According to Tuju the senators did not bother to send their apologies which is a gross misconduct.
The women MPs also stood with ousted majority leader Kipchumba Murkomen and now former majority whip Susan Kihika.
Wahome in her statement said the process used to axe the two did not follow the law.
She also noted that Kihika’s position should not have been filled by a man but a fellow woman.
“As party members and women leaders of Jubilee Party, we want to express solidarity with Senator Kipchumba Murkomen and Senator Susan Kihika and all Jubilee Senators who have been served with letters to show cause by party’s Secretary-General,” she continued.
“Even assuming the process was right, why would our PG purport to remove a woman Chief Whip and replace him with a male Chief Whip. What does this say about the treatment of women by our party?” the fierce DP Ruto supporter posed.
Internal Democracy in Jubilee will not be substituted by threats and intimidation – Inua Mama Chair @WahomeHon #IHaveYourBackWsr pic.twitter.com/WmOo7rTzFp
— Dennis Itumbi, HSC (@OleItumbi) May 14, 2020
Murkomen was replaced by West Pokot’s Samuel Poghisio while Kihika’s position was filled by her deputy and Murang’a senator Irungu Kang’ata.
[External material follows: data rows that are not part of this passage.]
fn parse_args() -> Result<CliOptions> {
    let mut options = CliOptions::default();
    let mut args = std::env::args().skip(1);
    while let Some(arg) = args.next() {
        match arg.as_str() {
            "--seed" => {
                let value = args.next().context("--seed needs a value")?;
                options.seed = Some(value.parse().context("--seed must be a number")?);
            }
            "--save" => {
                let value = args.next().context("--save needs a path")?;
                options.save_path = Some(PathBuf::from(value));
            }
            "--help" | "-h" => {
                println!("trashpoker [--seed <n>] [--save <path>]");
                println!("{HELP}");
                std::process::exit(0);
            }
            other => bail!("unknown argument: {other}"),
        }
    }
    Ok(options)
}

#[derive(Debug, Default)]
struct Outcome {
    quit: bool,
    show_hand: bool,
}

fn main() -> Result<()> {
    let options = parse_args()?;
    let save_path = options
        .save_path
        .or_else(default_save_path)
        .context("no save path: set $TRASHPOKER_SAVE or $HOME")?;

    let LoadedState { ledger, last_saved } = load_ledger(&save_path);
    if let Some(stamp) = last_saved {
        let hours = (Utc::now() - stamp).num_hours();
        if hours > 0 {
            println!("Welcome back! You last played {hours} hours ago.");
        }
    }

    let rng = match options.seed {
        Some(seed) => RngState::from_seed(seed),
        None => RngState::from_entropy(),
    };
    println!(
        "trashpoker — balance {}gc, jackpot {}gc (seed {})",
        ledger.balance,
        ledger.jackpot,
        rng.seed()
    );
    println!("type 'help' for commands");

    let mut table = Table::new(ledger, rng);
    let mut scavenging = table.ledger.is_broke();
    if scavenging {
        println!("You're out of cash! Time to collect some trash ('grab').");
    }

    let stdin = io::stdin();
    let mut lines = stdin.lock().lines();
    loop {
        print!("[{}] > ", prompt_label(&table, scavenging));
        let _ = io::stdout().flush();
        let Some(Ok(line)) = lines.next() else { break };
        let line = line.trim();
        if line.is_empty() {
            continue;
        }
        let mut parts = line.split_whitespace();
        let command = parts.next().unwrap_or_default();
        let args: Vec<&str> = parts.collect();

        let mut events = EventBus::default();
        let outcome = dispatch(&mut table, &mut events, &mut scavenging, command, &args);
        drain_events(&mut events, &mut scavenging);
        if outcome.show_hand {
            print_hand(&table);
        }
        if let Err(err) = save_ledger(&table.ledger, &save_path) {
            println!("warning: could not save: {err}");
        }
        if outcome.quit {
            break;
        }
    }

    println!("saved. come back when the jackpot is bigger.");
    Ok(())
}
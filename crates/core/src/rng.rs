use rand::{rngs::StdRng, seq::SliceRandom, RngCore, SeedableRng};

#[derive(Debug, Clone)]
pub struct RngState {
    seed: u64,
    rng: StdRng,
}

impl RngState {
    pub fn from_seed(seed: u64) -> Self {
        Self {
            seed,
            rng: StdRng::seed_from_u64(seed),
        }
    }

    pub fn from_entropy() -> Self {
        Self::from_seed(rand::random())
    }

    pub fn seed(&self) -> u64 {
        self.seed
    }

    pub fn next_u64(&mut self) -> u64 {
        self.rng.next_u64()
    }

    pub fn shuffle<T>(&mut self, items: &mut [T]) {
        items.shuffle(&mut self.rng);
    }

    /// One-in-`sides` roll.
    pub fn roll(&mut self, sides: u64) -> bool {
        sides > 0 && self.next_u64() % sides == 0
    }

    /// Uniform index into a non-empty slice of length `len`.
    pub fn pick(&mut self, len: usize) -> usize {
        if len == 0 {
            return 0;
        }
        (self.next_u64() % len as u64) as usize
    }
}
Their ouster was validated by Senate speaker Ken Lusaka who said the quorum needed to make the changes was met.
“I am satisfied that the changes were made in accordance with the Senate Standing Orders 19 (1), (2), (3), (40), (5), and (7), and meets the threshold required under Standing Order 19 (5) there having been a majority of votes,” Mr Lusaka ruled on Tuesday.